## Exercise
Pull every line holding the word "IngestConfig" from the data below and copy it.

[Entries taken from a collection]
══════════

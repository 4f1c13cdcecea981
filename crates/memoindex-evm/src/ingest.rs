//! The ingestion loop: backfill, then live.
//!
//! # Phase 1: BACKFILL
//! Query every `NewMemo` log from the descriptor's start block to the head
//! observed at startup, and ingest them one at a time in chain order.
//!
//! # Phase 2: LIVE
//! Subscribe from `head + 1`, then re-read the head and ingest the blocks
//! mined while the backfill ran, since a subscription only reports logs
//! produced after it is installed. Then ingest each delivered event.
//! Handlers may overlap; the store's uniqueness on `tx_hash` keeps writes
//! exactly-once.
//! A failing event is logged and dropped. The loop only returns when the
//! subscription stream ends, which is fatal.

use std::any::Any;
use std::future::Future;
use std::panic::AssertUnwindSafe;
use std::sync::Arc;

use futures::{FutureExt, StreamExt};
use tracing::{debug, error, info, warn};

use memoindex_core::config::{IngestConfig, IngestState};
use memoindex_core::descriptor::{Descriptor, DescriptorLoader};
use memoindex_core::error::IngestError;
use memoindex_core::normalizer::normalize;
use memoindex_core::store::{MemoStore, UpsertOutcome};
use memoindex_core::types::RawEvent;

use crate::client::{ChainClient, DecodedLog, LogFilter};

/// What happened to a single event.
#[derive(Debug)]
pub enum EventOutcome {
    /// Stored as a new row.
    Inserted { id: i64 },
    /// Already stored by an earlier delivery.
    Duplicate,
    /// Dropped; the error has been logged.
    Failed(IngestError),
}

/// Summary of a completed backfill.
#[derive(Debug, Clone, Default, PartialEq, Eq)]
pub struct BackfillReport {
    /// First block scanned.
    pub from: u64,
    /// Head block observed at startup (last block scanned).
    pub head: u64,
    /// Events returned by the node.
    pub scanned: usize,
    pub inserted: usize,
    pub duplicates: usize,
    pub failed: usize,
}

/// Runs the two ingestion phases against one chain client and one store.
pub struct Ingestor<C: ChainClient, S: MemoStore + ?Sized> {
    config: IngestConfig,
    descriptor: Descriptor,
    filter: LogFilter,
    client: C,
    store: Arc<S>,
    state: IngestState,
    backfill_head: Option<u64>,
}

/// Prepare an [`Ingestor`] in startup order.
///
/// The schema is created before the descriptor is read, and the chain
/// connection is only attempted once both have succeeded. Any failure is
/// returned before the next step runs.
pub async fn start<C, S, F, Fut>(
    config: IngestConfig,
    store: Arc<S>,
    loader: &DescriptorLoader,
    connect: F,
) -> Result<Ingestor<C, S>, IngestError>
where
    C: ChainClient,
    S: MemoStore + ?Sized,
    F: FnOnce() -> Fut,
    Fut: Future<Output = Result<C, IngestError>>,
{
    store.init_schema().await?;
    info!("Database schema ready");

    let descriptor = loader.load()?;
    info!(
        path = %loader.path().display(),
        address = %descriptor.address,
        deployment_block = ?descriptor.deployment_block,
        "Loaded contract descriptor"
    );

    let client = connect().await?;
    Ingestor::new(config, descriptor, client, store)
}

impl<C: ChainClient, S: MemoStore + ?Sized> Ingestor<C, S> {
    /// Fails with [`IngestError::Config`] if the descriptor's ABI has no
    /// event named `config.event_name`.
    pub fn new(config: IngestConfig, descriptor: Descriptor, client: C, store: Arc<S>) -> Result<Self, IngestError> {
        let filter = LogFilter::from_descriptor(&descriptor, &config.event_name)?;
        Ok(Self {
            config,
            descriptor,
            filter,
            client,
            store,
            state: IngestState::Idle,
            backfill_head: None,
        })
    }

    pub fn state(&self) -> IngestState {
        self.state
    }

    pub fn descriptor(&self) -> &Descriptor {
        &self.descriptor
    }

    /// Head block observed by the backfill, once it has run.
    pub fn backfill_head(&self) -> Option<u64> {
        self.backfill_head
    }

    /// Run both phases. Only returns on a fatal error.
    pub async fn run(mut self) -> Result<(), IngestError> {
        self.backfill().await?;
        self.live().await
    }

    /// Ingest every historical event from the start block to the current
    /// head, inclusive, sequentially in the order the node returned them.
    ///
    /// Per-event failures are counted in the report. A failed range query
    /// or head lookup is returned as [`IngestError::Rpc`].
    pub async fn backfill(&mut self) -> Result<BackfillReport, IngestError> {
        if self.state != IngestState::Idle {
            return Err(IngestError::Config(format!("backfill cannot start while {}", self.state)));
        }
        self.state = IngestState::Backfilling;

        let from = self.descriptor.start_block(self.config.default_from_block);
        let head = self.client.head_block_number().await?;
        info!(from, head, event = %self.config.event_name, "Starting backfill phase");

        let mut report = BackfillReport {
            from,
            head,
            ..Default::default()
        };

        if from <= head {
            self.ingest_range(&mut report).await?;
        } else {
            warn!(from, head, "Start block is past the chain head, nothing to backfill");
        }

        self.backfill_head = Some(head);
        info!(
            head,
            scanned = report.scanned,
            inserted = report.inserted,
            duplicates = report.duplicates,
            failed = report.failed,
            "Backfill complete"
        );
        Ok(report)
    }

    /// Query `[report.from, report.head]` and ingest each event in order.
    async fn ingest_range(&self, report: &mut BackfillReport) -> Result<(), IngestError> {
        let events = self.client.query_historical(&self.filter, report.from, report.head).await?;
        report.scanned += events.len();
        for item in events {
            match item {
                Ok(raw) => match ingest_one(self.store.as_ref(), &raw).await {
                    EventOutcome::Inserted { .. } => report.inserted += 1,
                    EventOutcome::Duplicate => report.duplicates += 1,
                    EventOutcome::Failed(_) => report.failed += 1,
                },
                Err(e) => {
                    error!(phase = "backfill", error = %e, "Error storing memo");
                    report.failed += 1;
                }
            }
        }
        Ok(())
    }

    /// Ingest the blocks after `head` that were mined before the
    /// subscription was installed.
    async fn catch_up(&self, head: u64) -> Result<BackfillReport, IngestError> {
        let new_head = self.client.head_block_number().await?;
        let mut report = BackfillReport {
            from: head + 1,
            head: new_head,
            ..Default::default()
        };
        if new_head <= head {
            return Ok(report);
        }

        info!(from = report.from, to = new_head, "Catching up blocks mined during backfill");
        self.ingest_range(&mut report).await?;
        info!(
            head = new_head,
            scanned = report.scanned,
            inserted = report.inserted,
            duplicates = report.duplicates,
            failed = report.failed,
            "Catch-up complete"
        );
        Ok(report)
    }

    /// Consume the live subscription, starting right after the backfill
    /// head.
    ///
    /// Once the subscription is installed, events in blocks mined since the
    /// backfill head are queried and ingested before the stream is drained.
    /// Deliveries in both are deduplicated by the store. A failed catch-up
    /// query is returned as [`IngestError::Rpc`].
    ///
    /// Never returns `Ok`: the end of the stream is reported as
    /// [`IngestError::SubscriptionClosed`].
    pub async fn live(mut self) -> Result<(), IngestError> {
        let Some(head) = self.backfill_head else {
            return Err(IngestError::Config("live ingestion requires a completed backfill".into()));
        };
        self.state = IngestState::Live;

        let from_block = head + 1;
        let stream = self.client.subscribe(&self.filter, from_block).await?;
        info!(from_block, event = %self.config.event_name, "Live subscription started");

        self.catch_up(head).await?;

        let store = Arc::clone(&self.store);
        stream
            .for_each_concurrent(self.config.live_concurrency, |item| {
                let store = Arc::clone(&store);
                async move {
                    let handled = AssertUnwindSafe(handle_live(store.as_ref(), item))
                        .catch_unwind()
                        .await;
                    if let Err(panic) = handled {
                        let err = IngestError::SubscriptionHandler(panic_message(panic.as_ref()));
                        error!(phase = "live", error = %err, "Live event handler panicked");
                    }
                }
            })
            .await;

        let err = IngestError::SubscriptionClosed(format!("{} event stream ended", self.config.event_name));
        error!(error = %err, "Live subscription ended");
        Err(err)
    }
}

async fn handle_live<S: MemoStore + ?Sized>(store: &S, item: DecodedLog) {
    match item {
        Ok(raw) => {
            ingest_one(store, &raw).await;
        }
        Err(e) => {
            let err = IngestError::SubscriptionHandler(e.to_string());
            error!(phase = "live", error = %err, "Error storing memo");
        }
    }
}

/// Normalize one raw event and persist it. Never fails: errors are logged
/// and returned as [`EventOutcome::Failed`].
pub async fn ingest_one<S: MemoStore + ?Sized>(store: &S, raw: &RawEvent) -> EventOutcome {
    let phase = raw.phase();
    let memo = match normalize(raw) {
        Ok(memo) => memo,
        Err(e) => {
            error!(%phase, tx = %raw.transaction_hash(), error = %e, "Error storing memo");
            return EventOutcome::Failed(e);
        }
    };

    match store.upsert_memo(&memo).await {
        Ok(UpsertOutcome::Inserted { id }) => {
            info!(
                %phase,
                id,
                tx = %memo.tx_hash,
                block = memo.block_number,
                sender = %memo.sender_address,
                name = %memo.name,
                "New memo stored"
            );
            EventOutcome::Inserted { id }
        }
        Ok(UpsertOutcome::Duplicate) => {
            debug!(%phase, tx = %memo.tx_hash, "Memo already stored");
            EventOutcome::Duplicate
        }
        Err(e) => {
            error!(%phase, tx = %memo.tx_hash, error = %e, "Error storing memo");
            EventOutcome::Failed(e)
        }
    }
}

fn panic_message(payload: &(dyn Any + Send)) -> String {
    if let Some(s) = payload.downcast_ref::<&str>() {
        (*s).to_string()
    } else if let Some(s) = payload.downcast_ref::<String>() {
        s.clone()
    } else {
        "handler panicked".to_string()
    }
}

══════════

## Solution
use memoindex_core::config::{IngestConfig, IngestState};
    config: IngestConfig,
    config: IngestConfig,
    pub fn new(config: IngestConfig, descriptor: Descriptor, client: C, store: Arc<S>) -> Result<Self, IngestError> {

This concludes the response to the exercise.